Scan the listing below and copy each line holding the word "malformed".

> EXCERPTED DATA
--------
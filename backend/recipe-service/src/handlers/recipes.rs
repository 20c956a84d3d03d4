/// Recipe handlers - HTTP endpoints for recipe CRUD operations
use actix_web::{web, HttpResponse};
use serde::{Deserialize, Serialize};
use sqlx::PgPool;
use utoipa::ToSchema;
use uuid::Uuid;
use validator::Validate;

use crate::error::{AppError, Result};
use crate::models::{NewRecipe, Recipe, RecipeCategory, RecipePatch};
use crate::services::RecipeService;
use crate::validators;

const DEFAULT_PAGE: i64 = 1;
const DEFAULT_PAGE_SIZE: i64 = 10;

#[derive(Debug, Deserialize, Validate, ToSchema)]
#[serde(rename_all = "camelCase")]
pub struct CreateRecipeRequest {
    #[validate(length(min = 3, max = 255, message = "title must be between 3 and 255 characters"))]
    pub title: String,
    #[validate(
        length(min = 1, message = "ingredients must contain at least 1 item"),
        custom(function = "crate::validators::validate_ingredients")
    )]
    pub ingredients: Vec<String>,
    #[validate(length(min = 10, message = "instructions must be at least 10 characters"))]
    pub instructions: String,
    #[validate(custom(function = "crate::validators::validate_category"))]
    pub category: String,
    #[validate(range(min = 1, message = "cookingTime must be at least 1"))]
    pub cooking_time: i32,
}

impl CreateRecipeRequest {
    fn into_new_recipe(self) -> Result<NewRecipe> {
        let category = RecipeCategory::parse(&self.category)
            .ok_or_else(|| AppError::Validation(validators::CATEGORY_MESSAGE.to_string()))?;

        Ok(NewRecipe {
            title: self.title,
            ingredients: self.ingredients,
            instructions: self.instructions,
            category,
            cooking_time: self.cooking_time,
        })
    }
}

/// Partial or full update; absent fields keep their stored value.
#[derive(Debug, Deserialize, Validate, ToSchema)]
#[serde(rename_all = "camelCase")]
pub struct UpdateRecipeRequest {
    #[validate(length(min = 3, max = 255, message = "title must be between 3 and 255 characters"))]
    pub title: Option<String>,
    #[validate(
        length(min = 1, message = "ingredients must contain at least 1 item"),
        custom(function = "crate::validators::validate_ingredients")
    )]
    pub ingredients: Option<Vec<String>>,
    #[validate(length(min = 10, message = "instructions must be at least 10 characters"))]
    pub instructions: Option<String>,
    #[validate(custom(function = "crate::validators::validate_category"))]
    pub category: Option<String>,
    #[validate(range(min = 1, message = "cookingTime must be at least 1"))]
    pub cooking_time: Option<i32>,
}

impl UpdateRecipeRequest {
    fn into_patch(self) -> Result<RecipePatch> {
        let category = match self.category {
            Some(value) => Some(
                RecipeCategory::parse(&value)
                    .ok_or_else(|| AppError::BadRequest(validators::CATEGORY_MESSAGE.to_string()))?,
            ),
            None => None,
        };

        Ok(RecipePatch {
            title: self.title,
            ingredients: self.ingredients,
            instructions: self.instructions,
            category,
            cooking_time: self.cooking_time,
        })
    }
}

/// Pagination query parameters, kept as raw text so malformed or
/// non-positive values fall back to the defaults instead of failing.
#[derive(Debug, Deserialize)]
pub struct ListRecipesQuery {
    pub page: Option<String>,
    #[serde(rename = "pageSize")]
    pub page_size: Option<String>,
}

impl ListRecipesQuery {
    fn page(&self) -> i64 {
        parse_positive(self.page.as_deref(), DEFAULT_PAGE)
    }

    fn page_size(&self) -> i64 {
        parse_positive(self.page_size.as_deref(), DEFAULT_PAGE_SIZE)
    }
}

fn parse_positive(raw: Option<&str>, default: i64) -> i64 {
    raw.and_then(|value| value.trim().parse::<i64>().ok())
        .filter(|value| *value > 0)
        .unwrap_or(default)
}

fn total_pages(total_items: i64, page_size: i64) -> i64 {
    if total_items == 0 {
        0
    } else {
        total_items.saturating_add(page_size - 1) / page_size
    }
}

#[derive(Debug, Serialize, ToSchema)]
#[serde(rename_all = "camelCase")]
pub struct RecipeListResponse {
    pub total_items: i64,
    pub current_page: i64,
    pub total_pages: i64,
    pub recipes: Vec<Recipe>,
}

/// Confirmation or error payload
#[derive(Debug, Serialize, ToSchema)]
pub struct MessageResponse {
    pub message: String,
}

/// Create a new recipe
#[utoipa::path(
    post,
    path = "/api/v1/recipes",
    tag = "Recipes",
    request_body = CreateRecipeRequest,
    responses(
        (status = 201, description = "Recipe created", body = Recipe),
        (status = 400, description = "Validation failed", body = MessageResponse),
        (status = 500, description = "Store failure", body = MessageResponse)
    )
)]
pub async fn create_recipe(
    pool: web::Data<PgPool>,
    req: web::Json<CreateRecipeRequest>,
) -> Result<HttpResponse> {
    let req = req.into_inner();
    req.validate()
        .map_err(|errors| AppError::Validation(validators::first_violation_message(&errors)))?;

    let service = RecipeService::new(pool.get_ref().clone());
    let recipe = service.create_recipe(req.into_new_recipe()?).await?;

    Ok(HttpResponse::Created().json(recipe))
}

/// List recipes with pagination
#[utoipa::path(
    get,
    path = "/api/v1/recipes",
    tag = "Recipes",
    params(
        ("page" = Option<String>, Query, description = "1-based page number, defaults to 1"),
        ("pageSize" = Option<String>, Query, description = "Page size, defaults to 10"),
    ),
    responses(
        (status = 200, description = "One page of recipes", body = RecipeListResponse),
        (status = 500, description = "Store failure", body = MessageResponse)
    )
)]
pub async fn list_recipes(
    pool: web::Data<PgPool>,
    query: web::Query<ListRecipesQuery>,
) -> Result<HttpResponse> {
    let page = query.page();
    let page_size = query.page_size();

    let service = RecipeService::new(pool.get_ref().clone());
    let (recipes, total_items) = service.list_recipes(page, page_size).await?;

    Ok(HttpResponse::Ok().json(RecipeListResponse {
        total_items,
        current_page: page,
        total_pages: total_pages(total_items, page_size),
        recipes,
    }))
}

/// Get a recipe by ID
#[utoipa::path(
    get,
    path = "/api/v1/recipes/{recipe_id}",
    tag = "Recipes",
    params(("recipe_id" = String, Path, description = "Recipe id")),
    responses(
        (status = 200, description = "Recipe found", body = Recipe),
        (status = 404, description = "No recipe with that id", body = MessageResponse),
        (status = 500, description = "Store failure", body = MessageResponse)
    )
)]
pub async fn get_recipe(
    pool: web::Data<PgPool>,
    recipe_id: web::Path<String>,
) -> Result<HttpResponse> {
    // A malformed id is indistinguishable from a store failure to callers
    let recipe_id = Uuid::parse_str(&recipe_id)
        .map_err(|err| AppError::Database(err.to_string()))?;

    let service = RecipeService::new(pool.get_ref().clone());
    let recipe = service.get_recipe(recipe_id).await?;

    Ok(HttpResponse::Ok().json(recipe))
}

/// Update a recipe
#[utoipa::path(
    put,
    path = "/api/v1/recipes/{recipe_id}",
    tag = "Recipes",
    params(("recipe_id" = String, Path, description = "Recipe id")),
    request_body = UpdateRecipeRequest,
    responses(
        (status = 200, description = "Updated recipe", body = Recipe),
        (status = 400, description = "Validation or store failure", body = MessageResponse),
        (status = 404, description = "No recipe with that id", body = MessageResponse)
    )
)]
pub async fn update_recipe(
    pool: web::Data<PgPool>,
    recipe_id: web::Path<String>,
    req: web::Json<UpdateRecipeRequest>,
) -> Result<HttpResponse> {
    // Update surfaces every non-404 failure as a client error
    let recipe_id = Uuid::parse_str(&recipe_id)
        .map_err(|err| AppError::BadRequest(err.to_string()))?;

    let req = req.into_inner();
    req.validate()
        .map_err(|errors| AppError::BadRequest(validators::first_violation_message(&errors)))?;

    let service = RecipeService::new(pool.get_ref().clone());
    let recipe = service.update_recipe(recipe_id, req.into_patch()?).await?;

    Ok(HttpResponse::Ok().json(recipe))
}

/// Delete a recipe
#[utoipa::path(
    delete,
    path = "/api/v1/recipes/{recipe_id}",
    tag = "Recipes",
    params(("recipe_id" = String, Path, description = "Recipe id")),
    responses(
        (status = 200, description = "Recipe deleted", body = MessageResponse),
        (status = 404, description = "No recipe with that id", body = MessageResponse),
        (status = 500, description = "Store failure", body = MessageResponse)
    )
)]
pub async fn delete_recipe(
    pool: web::Data<PgPool>,
    recipe_id: web::Path<String>,
) -> Result<HttpResponse> {
    let recipe_id = Uuid::parse_str(&recipe_id)
        .map_err(|err| AppError::Database(err.to_string()))?;

    let service = RecipeService::new(pool.get_ref().clone());
    service.delete_recipe(recipe_id).await?;

    Ok(HttpResponse::Ok().json(MessageResponse {
        message: "Recipe deleted successfully".to_string(),
    }))
}

#[cfg(test)]
mod tests {
    use super::*;

    #[test]
    fn test_parse_positive_defaults() {
        assert_eq!(parse_positive(None, DEFAULT_PAGE), 1);
        assert_eq!(parse_positive(Some("abc"), DEFAULT_PAGE_SIZE), 10);
        assert_eq!(parse_positive(Some(""), DEFAULT_PAGE_SIZE), 10);
        assert_eq!(parse_positive(Some("0"), DEFAULT_PAGE), 1);
        assert_eq!(parse_positive(Some("-3"), DEFAULT_PAGE), 1);
    }

    #[test]
    fn test_parse_positive_accepts_values() {
        assert_eq!(parse_positive(Some("2"), DEFAULT_PAGE), 2);
        assert_eq!(parse_positive(Some(" 25 "), DEFAULT_PAGE_SIZE), 25);
    }

    #[test]
    fn test_total_pages() {
        assert_eq!(total_pages(0, 10), 0);
        assert_eq!(total_pages(5, 2), 3);
        assert_eq!(total_pages(10, 10), 1);
        assert_eq!(total_pages(11, 10), 2);
        assert_eq!(total_pages(5, i64::MAX), 1);
    }
}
--------
> TASK SOLUTION
/// Pagination query parameters, kept as raw text so malformed or
    // A malformed id is indistinguishable from a store failure to callers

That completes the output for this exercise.